"""

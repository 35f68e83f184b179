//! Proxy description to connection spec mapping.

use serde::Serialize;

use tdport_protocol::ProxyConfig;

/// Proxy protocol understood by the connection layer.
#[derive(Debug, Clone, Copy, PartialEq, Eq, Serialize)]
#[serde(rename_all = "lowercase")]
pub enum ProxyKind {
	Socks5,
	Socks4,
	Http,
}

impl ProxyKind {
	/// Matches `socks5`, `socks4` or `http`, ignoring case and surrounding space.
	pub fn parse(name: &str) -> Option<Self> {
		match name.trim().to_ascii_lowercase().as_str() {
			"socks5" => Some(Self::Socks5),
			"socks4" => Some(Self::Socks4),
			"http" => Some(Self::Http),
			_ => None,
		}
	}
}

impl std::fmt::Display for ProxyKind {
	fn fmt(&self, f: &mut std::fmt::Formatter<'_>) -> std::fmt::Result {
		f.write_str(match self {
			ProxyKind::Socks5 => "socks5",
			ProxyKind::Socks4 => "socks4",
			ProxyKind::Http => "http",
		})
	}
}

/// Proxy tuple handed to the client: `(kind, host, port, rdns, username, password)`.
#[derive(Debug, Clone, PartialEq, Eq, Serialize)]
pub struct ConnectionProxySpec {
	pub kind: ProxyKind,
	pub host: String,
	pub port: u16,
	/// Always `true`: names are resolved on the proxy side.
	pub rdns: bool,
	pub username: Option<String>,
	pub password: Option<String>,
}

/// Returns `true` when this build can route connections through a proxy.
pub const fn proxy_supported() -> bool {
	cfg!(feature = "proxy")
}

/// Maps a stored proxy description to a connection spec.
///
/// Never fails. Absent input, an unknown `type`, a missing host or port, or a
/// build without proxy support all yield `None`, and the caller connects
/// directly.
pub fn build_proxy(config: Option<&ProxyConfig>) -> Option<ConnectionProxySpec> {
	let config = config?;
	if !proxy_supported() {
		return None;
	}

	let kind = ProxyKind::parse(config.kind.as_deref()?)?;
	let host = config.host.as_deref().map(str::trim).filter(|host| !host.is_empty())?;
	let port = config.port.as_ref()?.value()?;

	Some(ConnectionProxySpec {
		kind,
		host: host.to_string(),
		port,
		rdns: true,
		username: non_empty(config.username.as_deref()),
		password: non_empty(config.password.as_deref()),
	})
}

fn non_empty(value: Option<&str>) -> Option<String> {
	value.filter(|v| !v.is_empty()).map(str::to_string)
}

"""
"""

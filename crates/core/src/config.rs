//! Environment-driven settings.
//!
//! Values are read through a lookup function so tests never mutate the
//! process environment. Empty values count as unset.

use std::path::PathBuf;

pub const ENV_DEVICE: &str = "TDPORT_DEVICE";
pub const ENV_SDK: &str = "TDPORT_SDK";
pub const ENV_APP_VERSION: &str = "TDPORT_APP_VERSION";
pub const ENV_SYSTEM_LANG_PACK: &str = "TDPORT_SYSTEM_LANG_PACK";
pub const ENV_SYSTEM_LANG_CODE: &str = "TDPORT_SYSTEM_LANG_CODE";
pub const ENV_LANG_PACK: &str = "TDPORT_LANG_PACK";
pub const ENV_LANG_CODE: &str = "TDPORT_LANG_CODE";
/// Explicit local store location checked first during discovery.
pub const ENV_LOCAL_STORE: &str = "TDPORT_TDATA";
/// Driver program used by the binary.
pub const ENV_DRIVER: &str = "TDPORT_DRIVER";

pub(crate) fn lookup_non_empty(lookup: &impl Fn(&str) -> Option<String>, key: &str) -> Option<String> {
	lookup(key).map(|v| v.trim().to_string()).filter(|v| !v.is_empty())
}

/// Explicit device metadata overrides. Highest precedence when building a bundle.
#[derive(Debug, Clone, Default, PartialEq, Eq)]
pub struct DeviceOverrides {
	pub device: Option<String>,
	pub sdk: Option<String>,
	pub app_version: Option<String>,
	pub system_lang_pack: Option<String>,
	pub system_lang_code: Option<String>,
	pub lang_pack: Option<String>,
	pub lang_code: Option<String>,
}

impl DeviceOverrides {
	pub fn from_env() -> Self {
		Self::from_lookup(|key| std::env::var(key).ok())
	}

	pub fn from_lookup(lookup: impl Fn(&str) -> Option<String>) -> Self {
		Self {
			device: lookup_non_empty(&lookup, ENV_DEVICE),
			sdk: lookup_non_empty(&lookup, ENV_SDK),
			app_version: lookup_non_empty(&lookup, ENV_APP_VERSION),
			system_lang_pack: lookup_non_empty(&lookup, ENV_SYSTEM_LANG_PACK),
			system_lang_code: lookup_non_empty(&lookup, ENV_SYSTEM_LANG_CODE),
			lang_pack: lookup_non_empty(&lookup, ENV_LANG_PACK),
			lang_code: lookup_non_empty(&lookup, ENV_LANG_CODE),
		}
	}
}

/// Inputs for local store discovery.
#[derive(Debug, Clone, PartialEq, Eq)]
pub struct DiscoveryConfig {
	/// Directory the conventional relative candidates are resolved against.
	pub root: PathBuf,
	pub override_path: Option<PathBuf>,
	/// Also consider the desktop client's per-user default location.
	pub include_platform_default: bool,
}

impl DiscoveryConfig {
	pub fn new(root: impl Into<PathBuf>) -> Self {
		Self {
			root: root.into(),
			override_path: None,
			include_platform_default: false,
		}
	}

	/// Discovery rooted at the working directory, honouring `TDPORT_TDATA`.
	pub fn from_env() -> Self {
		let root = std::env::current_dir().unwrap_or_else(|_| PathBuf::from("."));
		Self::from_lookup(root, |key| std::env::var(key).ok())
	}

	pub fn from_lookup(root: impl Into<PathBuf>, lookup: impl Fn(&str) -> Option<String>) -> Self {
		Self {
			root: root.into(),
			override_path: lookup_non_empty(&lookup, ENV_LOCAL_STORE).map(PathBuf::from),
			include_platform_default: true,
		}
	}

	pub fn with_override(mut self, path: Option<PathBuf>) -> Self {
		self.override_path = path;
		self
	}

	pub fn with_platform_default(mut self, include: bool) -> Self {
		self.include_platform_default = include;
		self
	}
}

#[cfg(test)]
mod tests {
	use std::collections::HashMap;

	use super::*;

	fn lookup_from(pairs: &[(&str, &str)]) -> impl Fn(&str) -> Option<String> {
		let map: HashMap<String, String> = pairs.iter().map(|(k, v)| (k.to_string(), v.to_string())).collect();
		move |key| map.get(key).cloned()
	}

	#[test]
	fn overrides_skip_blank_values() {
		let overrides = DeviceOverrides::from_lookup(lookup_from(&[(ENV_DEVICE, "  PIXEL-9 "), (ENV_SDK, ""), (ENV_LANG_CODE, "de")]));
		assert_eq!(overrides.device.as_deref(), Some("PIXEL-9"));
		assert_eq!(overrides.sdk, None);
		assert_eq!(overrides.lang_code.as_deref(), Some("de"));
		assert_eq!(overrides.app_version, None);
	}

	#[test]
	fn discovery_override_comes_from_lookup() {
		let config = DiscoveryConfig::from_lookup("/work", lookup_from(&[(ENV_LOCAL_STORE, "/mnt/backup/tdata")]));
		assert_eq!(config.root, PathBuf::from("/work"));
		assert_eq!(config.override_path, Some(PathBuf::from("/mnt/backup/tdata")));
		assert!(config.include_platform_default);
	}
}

"""
"""

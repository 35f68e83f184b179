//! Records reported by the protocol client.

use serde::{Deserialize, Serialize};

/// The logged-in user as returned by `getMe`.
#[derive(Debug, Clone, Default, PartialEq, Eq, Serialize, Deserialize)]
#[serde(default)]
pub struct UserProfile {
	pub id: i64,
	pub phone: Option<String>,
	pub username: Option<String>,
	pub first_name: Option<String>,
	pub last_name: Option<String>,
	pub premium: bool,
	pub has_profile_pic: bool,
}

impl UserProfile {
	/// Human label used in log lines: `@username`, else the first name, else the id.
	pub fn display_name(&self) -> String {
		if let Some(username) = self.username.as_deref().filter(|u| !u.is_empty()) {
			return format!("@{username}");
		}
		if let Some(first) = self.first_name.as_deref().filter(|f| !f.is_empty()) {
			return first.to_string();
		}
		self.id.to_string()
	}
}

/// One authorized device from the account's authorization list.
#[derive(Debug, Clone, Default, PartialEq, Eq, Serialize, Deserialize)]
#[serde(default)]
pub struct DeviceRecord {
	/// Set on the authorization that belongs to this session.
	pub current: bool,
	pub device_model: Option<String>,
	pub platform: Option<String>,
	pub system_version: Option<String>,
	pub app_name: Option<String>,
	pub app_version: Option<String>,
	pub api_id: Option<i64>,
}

"""

TASK DETAILS – Go through the records, tally the lines holding the word "Serialize", and give only the tally.

SOLUTION FOR THIS TASK – 6